--- What the task asks ---
Repeat exactly the lines from the start of the records below through the line that contains "registered ahead of", including both.

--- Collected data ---
--- START ---

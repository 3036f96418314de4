//! Request bodies for the model server's infer route

use crate::batch::classifier::ContentType;
use crate::batch::tensor;
use crate::config::ColorMode;
use crate::error::{AppError, Result};

/// Build the body sent for a classified file.
///
/// Images become a numeric `instances` tensor; JSON files are forwarded as-is
/// without validation.
pub async fn build_payload(
    content_type: ContentType,
    contents: Vec<u8>,
    mode: ColorMode,
) -> Result<Vec<u8>> {
    match content_type {
        ContentType::Json => Ok(contents),
        ContentType::Image => {
            let payload = tokio::task::spawn_blocking(move || tensor::encode_bytes(&contents, mode))
                .await
                .map_err(|e| AppError::Internal(format!("Image encoding task failed: {}", e)))??;
            Ok(serde_json::to_vec(&payload)?)
        }
        ContentType::Unsupported => Err(AppError::InvalidRequest(
            "Unsupported content type".to_string(),
        )),
    }
}
//! Query Builder System - Structured select queries for dynamic models
//!
//! The builder is decomposed by concern:
//!
//! - `builder`: core builder state
//! - `types`: operators, conditions, join clauses
//! - `select`: SELECT and FROM operations
//! - `where_clause`: filter composition, including find-by-example
//! - `joins`: joins with entity aliases and sub-query targets
//! - `ordering` / `pagination`: ORDER BY, LIMIT, OFFSET
//! - `sql_generation`: rendering to SQL text

pub mod builder;
pub mod joins;
pub mod ordering;
pub mod pagination;
pub mod select;
pub mod sql_generation;
pub mod types;
pub mod where_clause;

pub use builder::QueryBuilder;
pub use types::{JoinClause, JoinTarget, JoinType, OrderDirection, QueryOperator, WhereCondition};
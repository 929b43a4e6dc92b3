//! Data Context - Composition root for the relationship engine
//!
//! Owns the model registry, the injected store, and the listener pipeline.
//! Save and remove orchestration runs here: listeners fire sequentially
//! around the store call, with nested-object handling registered ahead of
//! the referential integrity guard so embedded objects are reconciled
//! before cascade rules are checked.

use std::sync::Arc;

use crate::error::{OrmError, OrmResult};
use crate::events::ListenerPipeline;
use crate::integrity::ReferentialIntegrityGuard;
use crate::nested::NestedObjectListener;
use crate::relations::{ForeignKeyRelation, JunctionRelation, Relation, TagRelation};
use crate::schema::{AssociationKind, ModelDef, ModelRegistry};
use crate::store::{DataStore, ObjectState, Record};

/// Shared engine state handed to handles, loaders, and listeners
#[derive(Clone)]
pub struct DataContext {
    registry: ModelRegistry,
    store: Arc<dyn DataStore>,
    pipeline: Arc<ListenerPipeline>,
}

impl DataContext {
    /// Create a context with the default listener pipeline
    pub fn new(registry: ModelRegistry, store: Arc<dyn DataStore>) -> Self {
        let mut pipeline = ListenerPipeline::new();
        pipeline.register(Box::new(NestedObjectListener));
        pipeline.register(Box::new(ReferentialIntegrityGuard));
        Self {
            registry,
            store,
            pipeline: Arc::new(pipeline),
        }
    }

    /// Create a context with a custom listener pipeline
    pub fn with_pipeline(
        registry: ModelRegistry,
        store: Arc<dyn DataStore>,
        pipeline: ListenerPipeline,
    ) -> Self {
        Self {
            registry,
            store,
            pipeline: Arc::new(pipeline),
        }
    }

    /// The model registry
    pub fn registry(&self) -> &ModelRegistry {
        &self.registry
    }

    /// The injected storage adapter
    pub fn store(&self) -> &dyn DataStore {
        self.store.as_ref()
    }

    /// Look up a model definition by name
    pub fn model(&self, name: &str) -> OrmResult<Arc<ModelDef>> {
        self.registry
            .get(name)
            .ok_or_else(|| OrmError::Query(format!("unknown model '{}'", name)))
    }

    /// Save one object against a model, running the listener pipeline
    /// around the store call. The state marker is stripped from the object
    /// regardless of outcome.
    pub async fn save(&self, model_name: &str, object: &mut Record) -> OrmResult<()> {
        let model = self.model(model_name)?;
        let result = self.save_inner(&model, object).await;
        ObjectState::strip(object);
        result
    }

    async fn save_inner(&self, model: &Arc<ModelDef>, object: &mut Record) -> OrmResult<()> {
        self.pipeline
            .trigger_before_save(self, model, object)
            .await?;
        self.store
            .save(model, std::slice::from_mut(object))
            .await?;
        self.pipeline.trigger_after_save(self, model, object).await
    }

    /// Remove one object, running pre-delete listeners (nested cleanup and
    /// the referential integrity guard) before the store call
    pub async fn remove(&self, model_name: &str, object: &Record) -> OrmResult<()> {
        let model = self.model(model_name)?;
        self.pipeline
            .trigger_before_remove(self, &model, object)
            .await?;
        self.store.remove(&model, std::slice::from_ref(object)).await?;
        self.pipeline
            .trigger_after_remove(self, &model, object)
            .await
    }

    /// Build the relation handle for one parent object and one attribute.
    /// The variant is picked from the resolved descriptor: foreign-key
    /// association, junction, or tag.
    pub fn relation(
        &self,
        model_name: &str,
        parent: &Record,
        attribute: &str,
    ) -> OrmResult<Box<dyn Relation>> {
        let model = self.model(model_name)?;
        let mapping = model
            .infer_mapping(attribute, &self.registry)
            .ok_or_else(|| OrmError::AttributeResolution {
                model: model.name.clone(),
                attribute: attribute.to_string(),
            })?;
        match mapping.kind {
            AssociationKind::Association => Ok(Box::new(ForeignKeyRelation::new(
                self.clone(),
                parent.clone(),
                mapping,
            )?)),
            AssociationKind::Junction if mapping.is_tag() => Ok(Box::new(TagRelation::new(
                self.clone(),
                parent.clone(),
                mapping,
            )?)),
            AssociationKind::Junction => Ok(Box::new(JunctionRelation::new(
                self.clone(),
                parent.clone(),
                mapping,
            )?)),
        }
    }
}
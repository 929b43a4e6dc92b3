//! Query Builder SELECT and FROM operations

use super::builder::QueryBuilder;

impl QueryBuilder {
    /// Add a field to the SELECT list
    pub fn select(mut self, field: &str) -> Self {
        self.select_fields.push(field.to_string());
        self
    }

    /// Add several fields to the SELECT list
    pub fn select_all<I, S>(mut self, fields: I) -> Self
    where
        I: IntoIterator<Item = S>,
        S: Into<String>,
    {
        self.select_fields.extend(fields.into_iter().map(Into::into));
        self
    }

    /// Add a source table
    pub fn from(mut self, table: &str) -> Self {
        self.from_tables.push(table.to_string());
        self
    }

    /// Select only distinct rows
    pub fn distinct(mut self) -> Self {
        self.distinct = true;
        self
    }
}
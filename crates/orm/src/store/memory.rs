//! In-Memory Store - Reference adapter for the storage boundary
//!
//! Implements `DataStore` over plain record vectors. Supports the engine's
//! single-table query subset (equality, IN, null checks, comparisons,
//! ordering, pagination); joined queries are rejected so callers fall back
//! to SQL-capable adapters for them. Uniqueness constraints are not
//! enforced here; relation handles guard them before writing.

use std::cmp::Ordering;
use std::collections::HashMap;

use async_trait::async_trait;
use serde_json::Value;
use tokio::sync::RwLock;

use super::{values_equal, DataStore, ObjectState, Record, STATE_FIELD};
use crate::error::{OrmError, OrmResult};
use crate::query::{QueryBuilder, QueryOperator, WhereCondition};
use crate::schema::ModelDef;

/// In-memory storage adapter
#[derive(Debug, Default)]
pub struct MemoryStore {
    tables: RwLock<HashMap<String, Vec<Record>>>,
}

impl MemoryStore {
    /// Create a new empty store
    pub fn new() -> Self {
        Self {
            tables: RwLock::new(HashMap::new()),
        }
    }

    /// Snapshot of a table's rows, for assertions
    pub async fn rows(&self, table: &str) -> Vec<Record> {
        self.tables
            .read()
            .await
            .get(table)
            .cloned()
            .unwrap_or_default()
    }

    /// Returns true if the table has been created
    pub async fn has_table(&self, table: &str) -> bool {
        self.tables.read().await.contains_key(table)
    }

    fn unqualified(column: &str) -> &str {
        column.rsplit('.').next().unwrap_or(column)
    }

    fn cell<'a>(row: &'a Record, column: &str) -> Option<&'a Value> {
        row.get(Self::unqualified(column))
    }

    fn compare(a: &Value, b: &Value) -> Option<Ordering> {
        match (a, b) {
            (Value::Number(x), Value::Number(y)) => x.as_f64()?.partial_cmp(&y.as_f64()?),
            (Value::String(x), Value::String(y)) => Some(x.cmp(y)),
            (Value::Bool(x), Value::Bool(y)) => Some(x.cmp(y)),
            _ => None,
        }
    }

    fn matches(row: &Record, condition: &WhereCondition) -> bool {
        let cell = Self::cell(row, &condition.column);
        match condition.operator {
            QueryOperator::IsNull => cell.map(Value::is_null).unwrap_or(true),
            QueryOperator::IsNotNull => cell.map(|v| !v.is_null()).unwrap_or(false),
            QueryOperator::Equal => match (cell, &condition.value) {
                (Some(cell), Some(value)) => values_equal(cell, value),
                _ => false,
            },
            QueryOperator::NotEqual => match (cell, &condition.value) {
                (Some(cell), Some(value)) => !values_equal(cell, value),
                (None, Some(_)) => true,
                _ => false,
            },
            QueryOperator::In => cell
                .map(|cell| condition.values.iter().any(|v| values_equal(cell, v)))
                .unwrap_or(false),
            QueryOperator::NotIn => cell
                .map(|cell| !condition.values.iter().any(|v| values_equal(cell, v)))
                .unwrap_or(true),
            QueryOperator::GreaterThan
            | QueryOperator::GreaterThanOrEqual
            | QueryOperator::LessThan
            | QueryOperator::LessThanOrEqual => {
                let ordering = match (cell, &condition.value) {
                    (Some(cell), Some(value)) => Self::compare(cell, value),
                    _ => None,
                };
                match ordering {
                    Some(ordering) => match condition.operator {
                        QueryOperator::GreaterThan => ordering == Ordering::Greater,
                        QueryOperator::GreaterThanOrEqual => ordering != Ordering::Less,
                        QueryOperator::LessThan => ordering == Ordering::Less,
                        QueryOperator::LessThanOrEqual => ordering != Ordering::Greater,
                        _ => false,
                    },
                    None => false,
                }
            }
        }
    }

    fn next_key(rows: &[Record], key_name: &str) -> i64 {
        rows.iter()
            .filter_map(|row| row.get(key_name).and_then(Value::as_i64))
            .max()
            .unwrap_or(0)
            + 1
    }

    fn stored_copy(record: &Record) -> Record {
        let mut stored = record.clone();
        stored.remove(STATE_FIELD);
        stored
    }
}

#[async_trait]
impl DataStore for MemoryStore {
    async fn query(&self, query: &QueryBuilder) -> OrmResult<Vec<Record>> {
        if !query.joins().is_empty() {
            return Err(OrmError::Query(
                "joined queries are not supported by the in-memory store".to_string(),
            ));
        }
        let table = query
            .from_tables()
            .first()
            .ok_or_else(|| OrmError::Query("query has no source table".to_string()))?;

        let tables = self.tables.read().await;
        let rows = tables.get(table.as_str()).cloned().unwrap_or_default();
        drop(tables);

        let mut matched: Vec<Record> = rows
            .into_iter()
            .filter(|row| {
                query
                    .where_conditions()
                    .iter()
                    .all(|condition| Self::matches(row, condition))
            })
            .collect();

        for (column, direction) in query.order_clauses().iter().rev() {
            let column = Self::unqualified(column).to_string();
            let descending = *direction == crate::query::OrderDirection::Desc;
            matched.sort_by(|a, b| {
                let ordering = match (a.get(&column), b.get(&column)) {
                    (Some(x), Some(y)) => Self::compare(x, y).unwrap_or(Ordering::Equal),
                    (Some(_), None) => Ordering::Greater,
                    (None, Some(_)) => Ordering::Less,
                    (None, None) => Ordering::Equal,
                };
                if descending {
                    ordering.reverse()
                } else {
                    ordering
                }
            });
        }

        if let Some(offset) = query.offset_count() {
            let offset = offset.max(0) as usize;
            matched = matched.into_iter().skip(offset).collect();
        }
        if let Some(limit) = query.limit_value() {
            matched.truncate(limit.max(0) as usize);
        }

        Ok(matched)
    }

    async fn save(&self, model: &ModelDef, objects: &mut [Record]) -> OrmResult<()> {
        let key_name = model.primary_key_name().to_string();
        let mut tables = self.tables.write().await;
        let rows = tables.entry(model.source.clone()).or_default();

        for record in objects.iter_mut() {
            let state = ObjectState::of(record).unwrap_or_else(|| {
                if model.key_of(record).is_some() {
                    ObjectState::Update
                } else {
                    ObjectState::Insert
                }
            });
            match state {
                ObjectState::Insert => {
                    if model.key_of(record).is_none() {
                        let next = Self::next_key(rows, &key_name);
                        record.insert(key_name.clone(), Value::from(next));
                    }
                    rows.push(Self::stored_copy(record));
                }
                ObjectState::Update => {
                    let key = model.key_of(record).ok_or_else(|| {
                        OrmError::Validation(format!(
                            "cannot update a '{}' object without its key",
                            model.name
                        ))
                    })?;
                    let position = rows
                        .iter()
                        .position(|row| matches!(row.get(&key_name), Some(v) if values_equal(v, &key)));
                    match position {
                        Some(index) => {
                            let row = &mut rows[index];
                            for (attribute, value) in Self::stored_copy(record) {
                                row.insert(attribute, value);
                            }
                        }
                        None => rows.push(Self::stored_copy(record)),
                    }
                }
                ObjectState::Delete => {
                    if let Some(key) = model.key_of(record) {
                        rows.retain(|row| {
                            !matches!(row.get(&key_name), Some(v) if values_equal(v, &key))
                        });
                    }
                }
            }
        }
        Ok(())
    }

    async fn remove(&self, model: &ModelDef, objects: &[Record]) -> OrmResult<()> {
        let key_name = model.primary_key_name().to_string();
        let mut tables = self.tables.write().await;
        let rows = tables.entry(model.source.clone()).or_default();

        for record in objects {
            if let Some(key) = model.key_of(record) {
                rows.retain(|row| !matches!(row.get(&key_name), Some(v) if values_equal(v, &key)));
            }
        }
        Ok(())
    }

    async fn migrate(&self, model: &ModelDef) -> OrmResult<()> {
        self.tables
            .write()
            .await
            .entry(model.source.clone())
            .or_default();
        Ok(())
    }
}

--- END ---

--- Result of the task ---
repository 3036f96418314de4
//! Request bodies for the model server's infer route

use crate::batch::classifier::ContentType;
use crate::batch::tensor;
use crate::config::ColorMode;
use crate::error::{AppError, Result};

/// Build the body sent for a classified file.
///
/// Images become a numeric `instances` tensor; JSON files are forwarded as-is
/// without validation.
pub async fn build_payload(
    content_type: ContentType,
    contents: Vec<u8>,
    mode: ColorMode,
) -> Result<Vec<u8>> {
    match content_type {
        ContentType::Json => Ok(contents),
        ContentType::Image => {
            let payload = tokio::task::spawn_blocking(move || tensor::encode_bytes(&contents, mode))
                .await
                .map_err(|e| AppError::Internal(format!("Image encoding task failed: {}", e)))??;
            Ok(serde_json::to_vec(&payload)?)
        }
        ContentType::Unsupported => Err(AppError::InvalidRequest(
            "Unsupported content type".to_string(),
        )),
    }
}
//! Query Builder System - Structured select queries for dynamic models
//!
//! The builder is decomposed by concern:
//!
//! - `builder`: core builder state
//! - `types`: operators, conditions, join clauses
//! - `select`: SELECT and FROM operations
//! - `where_clause`: filter composition, including find-by-example
//! - `joins`: joins with entity aliases and sub-query targets
//! - `ordering` / `pagination`: ORDER BY, LIMIT, OFFSET
//! - `sql_generation`: rendering to SQL text

pub mod builder;
pub mod joins;
pub mod ordering;
pub mod pagination;
pub mod select;
pub mod sql_generation;
pub mod types;
pub mod where_clause;

pub use builder::QueryBuilder;
pub use types::{JoinClause, JoinTarget, JoinType, OrderDirection, QueryOperator, WhereCondition};
repository 929b43a4e6dc92b3
//! Data Context - Composition root for the relationship engine
//!
//! Owns the model registry, the injected store, and the listener pipeline.
//! Save and remove orchestration runs here: listeners fire sequentially
//! around the store call, with nested-object handling registered ahead of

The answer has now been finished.